1-4 BE IT ENACTED BY THE LEGISLATURE OF THE STATE OF TEXAS:
1-5 SECTION 1. Section 30.007, Civil Practice and Remedies Code,
1-6 is amended by amending Subsection (b) and adding Subsections (i),
1-7 (j), and (k) to read as follows:
1-8 (b) This section provides the exclusive method for compelled
1-9 discovery of a record of a financial institution relating to one or
1-10 more customers[, does not create a right of privacy in a record,]
1-11 and does not apply to:
1-12 (1) a demand or inquiry from a state or federal
1-13 government agency authorized by law to conduct an examination of
1-14 the financial institution;
1-15 (2) a record request from a state or federal
1-16 government agency or instrumentality under statutory or
1-17 administrative authority that provides for, or is accompanied by, a
1-18 specific mechanism for discovery and protection of a customer
1-19 record of a financial institution, including a record request from
1-20 a federal agency subject to the Right to Financial Privacy Act of
1-21 1978 (12 U.S.C. Section 3401 et seq.) or from the Internal Revenue
1-22 Service under 26 U.S.C. Section 7609;
1-23 (3) a record request from or report to a government
1-24 agency arising out of the investigation or prosecution of a
2-1 criminal offense;
2-2 (4) a record request in connection with a garnishment
2-3 proceeding in which the financial institution is garnishee and the
2-4 customer is debtor;
2-5 (5) an investigative demand or inquiry from a state
2-6 legislative investigating committee;
2-7 (6) an investigative demand or inquiry from the
2-8 attorney general of this state as authorized by law other than the
2-9 procedural law governing discovery in civil cases; or
2-10 (7) the voluntary use or disclosure of a record by a
2-11 financial institution subject to other applicable state or federal
2-12 law.
2-13 (i) A financial institution or a director, officer, or
2-14 employee of a financial institution commits an offense if the
2-15 person knowingly or intentionally discloses a record of a customer
2-16 to any person. This subsection does not apply to:
2-17 (1) a disclosure required or permitted under this
2-18 section;
2-19 (2) a disclosure authorized by the customer;
2-20 (3) disclosure to an accountant performing an
2-21 independent audit of the financial institution;
2-22 (4) a publication of financial data of the financial
2-23 institution that does not identify a customer or account;
2-24 (5) disclosure of information permitted under Title 1,
2-25 Business & Commerce Code, concerning the dishonor of a negotiable
2-26 instrument;
2-27 (6) the exchange of credit information in the regular
3-1 course of business with another lender or consumer reporting
3-2 agency;
3-3 (7) disclosure to a purported payee or holder of a
3-4 check, draft, money order, or other item, regardless of whether the
3-5 item has been accepted by a payee or holder as payment;
3-6 (8) disclosure to an institution involved in the
3-7 collection of a check, draft, money order, or other item,
3-8 regardless of whether the item would be paid if presented; or
3-9 (9) disclosure made in connection with a financial
3-10 institution's attempt to preserve its rights or determine its
3-11 liabilities with regard to a funds transfer or a check, draft,
3-12 money order, or other item drawn on the financial institution or
3-13 handled by the financial institution for collection or otherwise.

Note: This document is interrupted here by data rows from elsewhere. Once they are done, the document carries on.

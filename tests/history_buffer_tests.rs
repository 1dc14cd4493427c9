use ground_control::kernel::history::{HistoryBuffer, MAX_LENGTH};

#[test]
fn test_append_until_capacity() {
    let mut buffer = HistoryBuffer::new();
    assert!(buffer.is_empty());
    assert_eq!(buffer.last(), None, "Empty buffer has no tail");

    for i in 0..MAX_LENGTH {
        buffer.append(i as f64);
        assert_eq!(buffer.len(), i + 1);
    }

    assert_eq!(buffer.len(), MAX_LENGTH);
    assert_eq!(buffer.last(), Some((MAX_LENGTH - 1) as f64));
}

#[test]
fn test_full_buffer_evicts_oldest() {
    let mut buffer = HistoryBuffer::with_capacity(5);
    for i in 0..5 {
        buffer.append(i);
    }

    // Full: next append drops the head
    buffer.append(5);
    assert_eq!(buffer.len(), 5);
    assert_eq!(buffer.to_vec(), vec![1, 2, 3, 4, 5], "Keeps N-1 most recent plus new sample");

    for i in 6..50 {
        buffer.append(i);
        assert!(buffer.len() <= buffer.capacity(), "Never exceeds capacity");
    }
    assert_eq!(buffer.to_vec(), vec![45, 46, 47, 48, 49]);
}

#[test]
fn test_iteration_is_oldest_first() {
    let mut buffer = HistoryBuffer::with_capacity(3);
    buffer.append(10.0);
    buffer.append(20.0);
    buffer.append(30.0);
    buffer.append(40.0);

    let seen: Vec<f64> = buffer.iter().copied().collect();
    assert_eq!(seen, vec![20.0, 30.0, 40.0]);
    assert_eq!(seen, buffer.to_vec());
}

#[test]
fn test_clear_empties_buffer() {
    let mut buffer = HistoryBuffer::with_capacity(4);
    buffer.append(1.5);
    buffer.append(2.5);

    buffer.clear();
    assert_eq!(buffer.len(), 0);
    assert_eq!(buffer.last(), None);
    assert_eq!(buffer.last().unwrap_or(0.0), 0.0, "Callers default to zero");

    buffer.append(3.5);
    assert_eq!(buffer.to_vec(), vec![3.5]);
}

#[test]
fn test_zero_capacity_still_holds_latest() {
    let mut buffer = HistoryBuffer::with_capacity(0);
    buffer.append(1);
    buffer.append(2);
    assert_eq!(buffer.capacity(), 1);
    assert_eq!(buffer.to_vec(), vec![2]);
}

3-14 (j) A person commits an offense if the person knowingly or
3-15 intentionally induces or attempts to induce a director, officer, or
3-16 employee of a financial institution to disclose a record of a
3-17 customer in violation of Subsection (i).
3-18 (k) An offense under Subsection (i) or (j) is a Class B
3-19 misdemeanor.
3-20 SECTION 2. This Act takes effect September 1, 1999.
3-21 SECTION 3. The importance of this legislation and the
3-22 crowded condition of the calendars in both houses create an
3-23 emergency and an imperative public necessity that the
3-24 constitutional rule requiring bills to be read on three several
3-25 days in each house be suspended, and this rule is hereby suspended.